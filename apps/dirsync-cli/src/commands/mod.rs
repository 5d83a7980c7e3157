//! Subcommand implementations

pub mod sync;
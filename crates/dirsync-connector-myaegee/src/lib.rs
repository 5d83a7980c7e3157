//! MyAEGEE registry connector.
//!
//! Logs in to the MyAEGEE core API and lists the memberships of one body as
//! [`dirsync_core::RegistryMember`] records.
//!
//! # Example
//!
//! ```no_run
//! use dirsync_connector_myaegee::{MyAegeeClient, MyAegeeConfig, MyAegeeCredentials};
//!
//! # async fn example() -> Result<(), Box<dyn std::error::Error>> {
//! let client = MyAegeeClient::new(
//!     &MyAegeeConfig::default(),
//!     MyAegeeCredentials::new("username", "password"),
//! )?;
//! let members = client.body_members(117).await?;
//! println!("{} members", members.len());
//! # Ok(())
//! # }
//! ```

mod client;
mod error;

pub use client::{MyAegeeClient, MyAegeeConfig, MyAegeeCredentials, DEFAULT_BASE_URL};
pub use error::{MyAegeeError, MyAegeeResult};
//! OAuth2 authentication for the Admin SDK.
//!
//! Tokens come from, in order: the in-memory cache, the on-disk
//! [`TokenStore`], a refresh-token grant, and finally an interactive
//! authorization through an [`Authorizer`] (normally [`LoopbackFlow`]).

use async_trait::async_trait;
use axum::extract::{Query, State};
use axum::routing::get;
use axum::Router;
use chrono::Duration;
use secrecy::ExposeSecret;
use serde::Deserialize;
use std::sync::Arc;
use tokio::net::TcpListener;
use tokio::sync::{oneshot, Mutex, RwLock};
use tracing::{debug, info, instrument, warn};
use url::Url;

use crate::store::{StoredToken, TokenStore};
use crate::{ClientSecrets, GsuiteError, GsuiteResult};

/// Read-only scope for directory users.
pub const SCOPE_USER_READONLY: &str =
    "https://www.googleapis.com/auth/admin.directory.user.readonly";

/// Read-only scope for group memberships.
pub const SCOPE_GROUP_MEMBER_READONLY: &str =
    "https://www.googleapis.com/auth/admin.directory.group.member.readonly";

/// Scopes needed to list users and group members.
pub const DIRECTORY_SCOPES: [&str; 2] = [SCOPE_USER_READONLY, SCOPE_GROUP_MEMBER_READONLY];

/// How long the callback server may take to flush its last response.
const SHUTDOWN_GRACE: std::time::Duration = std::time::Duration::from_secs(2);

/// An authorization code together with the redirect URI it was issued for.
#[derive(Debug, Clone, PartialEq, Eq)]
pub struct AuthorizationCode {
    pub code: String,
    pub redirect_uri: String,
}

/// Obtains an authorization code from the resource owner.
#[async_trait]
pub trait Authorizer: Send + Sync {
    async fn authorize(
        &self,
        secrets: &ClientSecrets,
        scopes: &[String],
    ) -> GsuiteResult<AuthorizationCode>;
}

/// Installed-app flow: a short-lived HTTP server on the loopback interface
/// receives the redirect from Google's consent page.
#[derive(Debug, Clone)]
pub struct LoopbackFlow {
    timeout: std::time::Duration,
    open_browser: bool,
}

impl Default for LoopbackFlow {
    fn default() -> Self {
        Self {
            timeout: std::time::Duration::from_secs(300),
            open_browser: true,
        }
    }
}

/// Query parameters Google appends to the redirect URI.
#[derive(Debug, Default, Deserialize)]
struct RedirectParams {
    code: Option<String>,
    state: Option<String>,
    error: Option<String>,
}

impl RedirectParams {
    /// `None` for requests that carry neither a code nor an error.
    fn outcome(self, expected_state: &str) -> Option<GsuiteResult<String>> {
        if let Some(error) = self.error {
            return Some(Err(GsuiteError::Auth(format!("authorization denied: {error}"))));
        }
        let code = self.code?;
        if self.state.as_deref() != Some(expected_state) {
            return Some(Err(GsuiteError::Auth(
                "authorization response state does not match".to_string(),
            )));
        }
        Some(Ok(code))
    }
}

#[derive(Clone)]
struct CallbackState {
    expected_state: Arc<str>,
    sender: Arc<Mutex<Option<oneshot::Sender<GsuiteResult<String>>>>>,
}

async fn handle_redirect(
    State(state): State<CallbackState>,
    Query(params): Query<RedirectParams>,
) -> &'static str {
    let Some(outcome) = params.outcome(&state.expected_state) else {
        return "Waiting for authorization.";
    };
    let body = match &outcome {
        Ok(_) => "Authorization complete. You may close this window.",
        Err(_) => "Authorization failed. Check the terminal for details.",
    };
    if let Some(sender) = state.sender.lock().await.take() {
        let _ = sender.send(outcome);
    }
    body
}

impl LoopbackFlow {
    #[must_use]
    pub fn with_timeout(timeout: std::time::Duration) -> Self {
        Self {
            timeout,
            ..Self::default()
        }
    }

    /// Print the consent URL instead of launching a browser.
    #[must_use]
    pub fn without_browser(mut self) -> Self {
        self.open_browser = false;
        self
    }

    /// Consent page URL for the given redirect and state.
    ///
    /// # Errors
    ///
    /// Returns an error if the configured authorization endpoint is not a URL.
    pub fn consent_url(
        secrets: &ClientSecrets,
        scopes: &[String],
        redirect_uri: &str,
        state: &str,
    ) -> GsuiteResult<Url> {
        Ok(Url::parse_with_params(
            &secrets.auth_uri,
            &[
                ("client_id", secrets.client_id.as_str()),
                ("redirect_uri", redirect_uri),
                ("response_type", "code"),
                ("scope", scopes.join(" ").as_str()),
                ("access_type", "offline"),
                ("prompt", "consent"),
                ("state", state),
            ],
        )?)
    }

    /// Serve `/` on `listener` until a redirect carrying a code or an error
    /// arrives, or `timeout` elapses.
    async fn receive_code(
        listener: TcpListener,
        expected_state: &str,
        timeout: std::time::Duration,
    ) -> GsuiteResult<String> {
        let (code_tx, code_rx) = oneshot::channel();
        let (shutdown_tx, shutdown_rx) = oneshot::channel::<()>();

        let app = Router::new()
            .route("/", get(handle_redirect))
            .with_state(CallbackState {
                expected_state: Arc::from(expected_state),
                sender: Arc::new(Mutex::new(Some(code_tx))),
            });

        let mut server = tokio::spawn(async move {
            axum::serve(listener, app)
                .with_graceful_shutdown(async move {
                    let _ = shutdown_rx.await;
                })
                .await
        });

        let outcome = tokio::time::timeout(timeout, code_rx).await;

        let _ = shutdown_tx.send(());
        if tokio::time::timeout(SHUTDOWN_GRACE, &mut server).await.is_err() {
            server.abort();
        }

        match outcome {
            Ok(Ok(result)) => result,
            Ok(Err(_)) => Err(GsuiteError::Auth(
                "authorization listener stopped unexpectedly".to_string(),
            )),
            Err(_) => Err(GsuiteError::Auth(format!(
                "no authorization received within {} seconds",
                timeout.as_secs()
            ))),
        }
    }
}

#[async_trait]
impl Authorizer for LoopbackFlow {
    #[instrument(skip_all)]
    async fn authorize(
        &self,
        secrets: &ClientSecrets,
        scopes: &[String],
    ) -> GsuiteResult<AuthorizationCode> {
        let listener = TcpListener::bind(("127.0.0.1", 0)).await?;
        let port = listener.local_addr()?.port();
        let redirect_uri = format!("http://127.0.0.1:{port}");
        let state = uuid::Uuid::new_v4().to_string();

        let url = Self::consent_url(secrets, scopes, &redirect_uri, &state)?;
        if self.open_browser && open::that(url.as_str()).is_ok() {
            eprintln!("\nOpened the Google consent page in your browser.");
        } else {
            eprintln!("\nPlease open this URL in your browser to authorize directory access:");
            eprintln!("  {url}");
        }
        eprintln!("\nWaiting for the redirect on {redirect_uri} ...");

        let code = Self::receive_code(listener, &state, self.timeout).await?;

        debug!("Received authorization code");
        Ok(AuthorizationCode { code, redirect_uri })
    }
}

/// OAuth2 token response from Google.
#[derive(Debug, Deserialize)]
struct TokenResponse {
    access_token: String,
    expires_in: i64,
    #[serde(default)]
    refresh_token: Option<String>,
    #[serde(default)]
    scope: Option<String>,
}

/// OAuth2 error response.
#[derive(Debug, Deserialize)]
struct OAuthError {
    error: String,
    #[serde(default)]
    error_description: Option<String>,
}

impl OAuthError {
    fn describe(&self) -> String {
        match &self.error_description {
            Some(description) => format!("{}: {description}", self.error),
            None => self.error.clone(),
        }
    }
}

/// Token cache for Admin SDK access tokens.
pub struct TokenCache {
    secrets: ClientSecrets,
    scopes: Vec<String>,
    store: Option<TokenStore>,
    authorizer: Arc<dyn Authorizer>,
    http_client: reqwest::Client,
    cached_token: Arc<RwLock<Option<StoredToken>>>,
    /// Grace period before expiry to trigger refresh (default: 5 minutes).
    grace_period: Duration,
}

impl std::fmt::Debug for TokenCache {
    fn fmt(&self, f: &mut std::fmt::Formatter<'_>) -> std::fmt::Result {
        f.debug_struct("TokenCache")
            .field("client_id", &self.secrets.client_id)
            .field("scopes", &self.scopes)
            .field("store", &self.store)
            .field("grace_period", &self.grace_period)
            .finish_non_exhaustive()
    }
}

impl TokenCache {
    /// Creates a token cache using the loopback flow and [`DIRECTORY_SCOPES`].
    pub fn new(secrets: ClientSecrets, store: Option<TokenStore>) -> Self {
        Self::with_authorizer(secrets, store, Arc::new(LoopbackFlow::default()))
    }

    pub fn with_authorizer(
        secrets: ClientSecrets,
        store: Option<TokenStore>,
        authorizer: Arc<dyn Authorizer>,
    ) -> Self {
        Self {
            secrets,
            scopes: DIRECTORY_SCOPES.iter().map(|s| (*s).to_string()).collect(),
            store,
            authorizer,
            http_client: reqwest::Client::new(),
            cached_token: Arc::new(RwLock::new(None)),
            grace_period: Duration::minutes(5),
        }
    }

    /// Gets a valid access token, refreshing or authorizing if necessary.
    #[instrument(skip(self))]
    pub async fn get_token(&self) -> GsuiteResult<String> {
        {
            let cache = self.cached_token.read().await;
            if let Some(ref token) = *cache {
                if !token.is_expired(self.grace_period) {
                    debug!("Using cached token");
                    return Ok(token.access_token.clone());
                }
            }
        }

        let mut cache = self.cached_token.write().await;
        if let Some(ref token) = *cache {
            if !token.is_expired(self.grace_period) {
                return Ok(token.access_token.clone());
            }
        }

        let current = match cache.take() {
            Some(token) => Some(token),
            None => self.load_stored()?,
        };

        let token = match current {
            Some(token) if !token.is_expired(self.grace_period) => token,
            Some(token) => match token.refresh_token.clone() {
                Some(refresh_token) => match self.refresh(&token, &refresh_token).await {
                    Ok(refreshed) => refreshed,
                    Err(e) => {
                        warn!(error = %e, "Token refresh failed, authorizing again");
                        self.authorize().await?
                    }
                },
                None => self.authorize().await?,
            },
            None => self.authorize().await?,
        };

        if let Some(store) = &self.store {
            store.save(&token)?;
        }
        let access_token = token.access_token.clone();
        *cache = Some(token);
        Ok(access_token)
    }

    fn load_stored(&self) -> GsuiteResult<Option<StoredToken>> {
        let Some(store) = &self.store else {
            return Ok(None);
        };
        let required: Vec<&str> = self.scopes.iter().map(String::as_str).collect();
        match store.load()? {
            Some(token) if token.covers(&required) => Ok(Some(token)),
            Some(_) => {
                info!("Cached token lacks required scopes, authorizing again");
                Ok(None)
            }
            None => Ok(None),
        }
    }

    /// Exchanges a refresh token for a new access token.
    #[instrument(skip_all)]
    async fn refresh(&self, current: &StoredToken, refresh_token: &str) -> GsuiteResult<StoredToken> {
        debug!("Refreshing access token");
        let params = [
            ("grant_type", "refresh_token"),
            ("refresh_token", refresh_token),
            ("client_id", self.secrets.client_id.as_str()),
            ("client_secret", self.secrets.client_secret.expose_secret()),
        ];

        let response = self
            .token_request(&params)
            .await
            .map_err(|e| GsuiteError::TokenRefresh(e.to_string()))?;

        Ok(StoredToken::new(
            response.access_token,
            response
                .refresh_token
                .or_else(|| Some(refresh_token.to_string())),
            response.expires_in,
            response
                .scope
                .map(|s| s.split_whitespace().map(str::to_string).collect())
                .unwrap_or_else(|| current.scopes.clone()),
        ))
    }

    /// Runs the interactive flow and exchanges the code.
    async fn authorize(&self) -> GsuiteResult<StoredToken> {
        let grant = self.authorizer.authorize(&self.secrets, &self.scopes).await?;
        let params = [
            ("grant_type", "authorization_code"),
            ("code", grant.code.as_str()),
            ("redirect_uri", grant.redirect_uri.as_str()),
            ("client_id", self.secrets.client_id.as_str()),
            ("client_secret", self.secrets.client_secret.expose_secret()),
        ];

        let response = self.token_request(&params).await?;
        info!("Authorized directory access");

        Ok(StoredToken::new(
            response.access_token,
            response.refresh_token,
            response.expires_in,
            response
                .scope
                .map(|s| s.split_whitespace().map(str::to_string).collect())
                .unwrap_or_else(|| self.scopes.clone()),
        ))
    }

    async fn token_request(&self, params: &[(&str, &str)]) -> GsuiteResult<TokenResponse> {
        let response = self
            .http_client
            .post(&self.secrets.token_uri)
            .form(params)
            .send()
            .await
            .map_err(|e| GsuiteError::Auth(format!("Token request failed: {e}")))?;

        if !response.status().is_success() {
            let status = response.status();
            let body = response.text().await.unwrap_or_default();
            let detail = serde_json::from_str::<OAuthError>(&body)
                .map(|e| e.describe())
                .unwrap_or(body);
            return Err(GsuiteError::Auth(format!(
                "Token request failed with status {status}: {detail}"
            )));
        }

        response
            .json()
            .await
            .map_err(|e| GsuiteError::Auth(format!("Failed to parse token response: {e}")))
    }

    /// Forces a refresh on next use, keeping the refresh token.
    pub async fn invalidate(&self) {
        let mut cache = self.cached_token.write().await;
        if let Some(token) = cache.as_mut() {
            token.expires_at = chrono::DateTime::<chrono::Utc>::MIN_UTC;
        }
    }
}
...
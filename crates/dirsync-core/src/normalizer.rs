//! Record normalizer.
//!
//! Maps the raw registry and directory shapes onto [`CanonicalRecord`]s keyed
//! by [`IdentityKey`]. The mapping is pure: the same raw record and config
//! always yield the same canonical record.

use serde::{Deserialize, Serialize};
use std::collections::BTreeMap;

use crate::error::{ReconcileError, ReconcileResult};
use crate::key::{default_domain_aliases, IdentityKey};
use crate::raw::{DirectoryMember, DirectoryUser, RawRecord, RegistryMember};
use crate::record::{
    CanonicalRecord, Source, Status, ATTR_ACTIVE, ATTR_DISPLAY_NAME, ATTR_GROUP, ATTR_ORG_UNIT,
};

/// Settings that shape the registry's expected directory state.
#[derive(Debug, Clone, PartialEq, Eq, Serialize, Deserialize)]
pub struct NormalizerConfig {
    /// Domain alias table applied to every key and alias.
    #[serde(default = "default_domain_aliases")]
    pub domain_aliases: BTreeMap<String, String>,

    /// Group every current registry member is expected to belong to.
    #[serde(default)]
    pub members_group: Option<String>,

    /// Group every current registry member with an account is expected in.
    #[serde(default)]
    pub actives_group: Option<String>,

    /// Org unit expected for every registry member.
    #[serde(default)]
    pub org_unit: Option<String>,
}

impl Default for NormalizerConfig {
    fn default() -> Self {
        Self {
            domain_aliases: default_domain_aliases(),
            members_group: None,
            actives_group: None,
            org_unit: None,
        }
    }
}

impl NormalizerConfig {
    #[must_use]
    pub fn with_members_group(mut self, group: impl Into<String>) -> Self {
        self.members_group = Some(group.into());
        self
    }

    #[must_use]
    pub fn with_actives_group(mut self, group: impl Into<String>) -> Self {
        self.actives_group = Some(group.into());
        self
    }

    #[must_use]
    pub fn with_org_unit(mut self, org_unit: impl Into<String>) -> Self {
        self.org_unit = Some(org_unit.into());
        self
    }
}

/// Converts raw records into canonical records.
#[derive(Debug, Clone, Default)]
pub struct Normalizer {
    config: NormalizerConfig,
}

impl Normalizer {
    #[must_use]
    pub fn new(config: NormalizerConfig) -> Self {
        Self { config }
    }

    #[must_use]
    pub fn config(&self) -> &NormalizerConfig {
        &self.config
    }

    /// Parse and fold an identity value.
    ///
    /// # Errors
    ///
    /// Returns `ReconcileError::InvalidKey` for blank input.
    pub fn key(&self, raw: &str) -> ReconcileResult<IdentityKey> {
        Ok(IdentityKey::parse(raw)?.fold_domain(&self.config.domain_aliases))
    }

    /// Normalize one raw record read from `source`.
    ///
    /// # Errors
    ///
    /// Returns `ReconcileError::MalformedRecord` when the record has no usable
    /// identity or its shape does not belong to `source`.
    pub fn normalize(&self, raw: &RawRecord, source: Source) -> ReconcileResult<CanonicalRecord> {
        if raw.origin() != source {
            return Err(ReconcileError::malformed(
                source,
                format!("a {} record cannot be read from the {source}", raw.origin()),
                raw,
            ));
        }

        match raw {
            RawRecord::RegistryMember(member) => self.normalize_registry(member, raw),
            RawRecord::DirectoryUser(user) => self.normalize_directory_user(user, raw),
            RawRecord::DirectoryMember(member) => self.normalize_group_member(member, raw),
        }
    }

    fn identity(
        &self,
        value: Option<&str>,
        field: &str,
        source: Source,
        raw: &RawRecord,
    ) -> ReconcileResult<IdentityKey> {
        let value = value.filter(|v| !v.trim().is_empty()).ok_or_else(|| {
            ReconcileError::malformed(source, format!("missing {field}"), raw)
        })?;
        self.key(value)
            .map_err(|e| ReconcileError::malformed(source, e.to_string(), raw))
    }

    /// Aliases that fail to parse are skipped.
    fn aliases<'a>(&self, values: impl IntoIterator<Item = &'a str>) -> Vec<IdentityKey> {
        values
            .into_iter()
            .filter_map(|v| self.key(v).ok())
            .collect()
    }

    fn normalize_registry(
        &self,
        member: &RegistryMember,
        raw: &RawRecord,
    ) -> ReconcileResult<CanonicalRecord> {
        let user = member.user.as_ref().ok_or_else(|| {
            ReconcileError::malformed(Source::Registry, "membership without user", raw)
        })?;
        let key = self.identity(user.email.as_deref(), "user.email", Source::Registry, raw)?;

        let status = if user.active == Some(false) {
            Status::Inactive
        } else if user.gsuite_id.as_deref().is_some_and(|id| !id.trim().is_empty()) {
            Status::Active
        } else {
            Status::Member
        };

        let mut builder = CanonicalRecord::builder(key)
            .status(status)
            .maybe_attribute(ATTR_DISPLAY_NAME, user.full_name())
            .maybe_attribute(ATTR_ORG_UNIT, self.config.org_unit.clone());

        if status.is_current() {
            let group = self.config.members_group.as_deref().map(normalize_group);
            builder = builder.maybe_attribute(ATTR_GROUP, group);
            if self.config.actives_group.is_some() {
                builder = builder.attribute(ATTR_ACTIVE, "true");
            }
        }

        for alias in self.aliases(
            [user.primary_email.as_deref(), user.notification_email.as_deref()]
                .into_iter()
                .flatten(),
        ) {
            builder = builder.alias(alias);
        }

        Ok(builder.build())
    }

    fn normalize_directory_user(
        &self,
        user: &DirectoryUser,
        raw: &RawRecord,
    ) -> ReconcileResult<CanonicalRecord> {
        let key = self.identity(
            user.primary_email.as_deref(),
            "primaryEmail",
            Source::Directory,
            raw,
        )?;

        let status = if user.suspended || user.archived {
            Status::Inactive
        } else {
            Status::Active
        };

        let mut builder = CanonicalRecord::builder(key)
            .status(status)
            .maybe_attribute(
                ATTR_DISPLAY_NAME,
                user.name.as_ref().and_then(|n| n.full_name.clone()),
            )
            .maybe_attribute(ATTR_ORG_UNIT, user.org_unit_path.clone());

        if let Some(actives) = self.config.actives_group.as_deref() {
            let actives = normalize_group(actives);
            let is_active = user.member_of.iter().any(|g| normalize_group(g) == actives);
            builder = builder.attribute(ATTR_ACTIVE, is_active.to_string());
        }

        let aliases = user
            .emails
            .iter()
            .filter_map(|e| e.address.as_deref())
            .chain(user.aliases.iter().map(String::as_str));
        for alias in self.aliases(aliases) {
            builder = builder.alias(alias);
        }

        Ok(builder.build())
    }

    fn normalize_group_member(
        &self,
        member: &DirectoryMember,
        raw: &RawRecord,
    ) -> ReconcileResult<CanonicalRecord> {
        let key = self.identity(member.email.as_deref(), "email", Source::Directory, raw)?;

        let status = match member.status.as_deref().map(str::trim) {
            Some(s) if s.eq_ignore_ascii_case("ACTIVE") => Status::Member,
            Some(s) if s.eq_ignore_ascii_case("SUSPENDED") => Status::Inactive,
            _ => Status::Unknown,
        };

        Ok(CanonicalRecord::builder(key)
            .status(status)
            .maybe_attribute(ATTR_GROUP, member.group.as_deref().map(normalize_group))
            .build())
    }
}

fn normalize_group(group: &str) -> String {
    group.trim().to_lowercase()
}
==
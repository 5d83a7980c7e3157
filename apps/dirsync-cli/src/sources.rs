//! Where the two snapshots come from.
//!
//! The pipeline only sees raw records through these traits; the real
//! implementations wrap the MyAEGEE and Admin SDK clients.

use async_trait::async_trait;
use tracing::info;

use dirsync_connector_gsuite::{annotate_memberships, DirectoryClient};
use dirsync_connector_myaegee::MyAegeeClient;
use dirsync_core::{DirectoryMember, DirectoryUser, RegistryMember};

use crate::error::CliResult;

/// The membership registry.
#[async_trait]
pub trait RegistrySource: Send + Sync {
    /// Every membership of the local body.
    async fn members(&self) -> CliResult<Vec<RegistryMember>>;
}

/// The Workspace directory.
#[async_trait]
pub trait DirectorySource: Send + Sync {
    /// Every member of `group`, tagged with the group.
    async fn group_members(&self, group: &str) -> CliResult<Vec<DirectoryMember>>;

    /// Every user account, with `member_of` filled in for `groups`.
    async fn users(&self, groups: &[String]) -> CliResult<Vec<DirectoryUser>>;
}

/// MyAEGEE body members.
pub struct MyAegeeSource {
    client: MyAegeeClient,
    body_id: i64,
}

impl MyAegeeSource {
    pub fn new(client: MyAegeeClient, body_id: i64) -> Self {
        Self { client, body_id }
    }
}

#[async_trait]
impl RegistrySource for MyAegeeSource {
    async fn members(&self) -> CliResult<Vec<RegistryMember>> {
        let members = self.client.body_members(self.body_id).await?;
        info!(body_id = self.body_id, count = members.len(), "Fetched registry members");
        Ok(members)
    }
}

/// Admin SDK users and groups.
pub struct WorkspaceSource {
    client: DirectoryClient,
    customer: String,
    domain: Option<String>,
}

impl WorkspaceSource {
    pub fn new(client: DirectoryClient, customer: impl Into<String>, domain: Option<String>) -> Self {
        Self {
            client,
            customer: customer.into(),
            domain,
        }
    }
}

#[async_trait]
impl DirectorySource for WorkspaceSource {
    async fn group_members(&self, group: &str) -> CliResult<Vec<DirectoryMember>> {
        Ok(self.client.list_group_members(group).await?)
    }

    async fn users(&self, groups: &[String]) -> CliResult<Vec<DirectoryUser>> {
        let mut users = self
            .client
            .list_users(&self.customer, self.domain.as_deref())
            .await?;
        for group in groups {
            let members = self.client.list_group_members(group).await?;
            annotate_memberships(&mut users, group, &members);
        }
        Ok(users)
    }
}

* [Instructions for the task] All lines with the word "ReconcileError" are needed; pull them from the entries and copy each.

* [Response to the task]
use crate::error::{ReconcileError, ReconcileResult};
    /// Returns `ReconcileError::InvalidKey` for blank input.
    /// Returns `ReconcileError::MalformedRecord` when the record has no usable
            return Err(ReconcileError::malformed(
            ReconcileError::malformed(source, format!("missing {field}"), raw)
            .map_err(|e| ReconcileError::malformed(source, e.to_string(), raw))
            ReconcileError::malformed(Source::Registry, "membership without user", raw)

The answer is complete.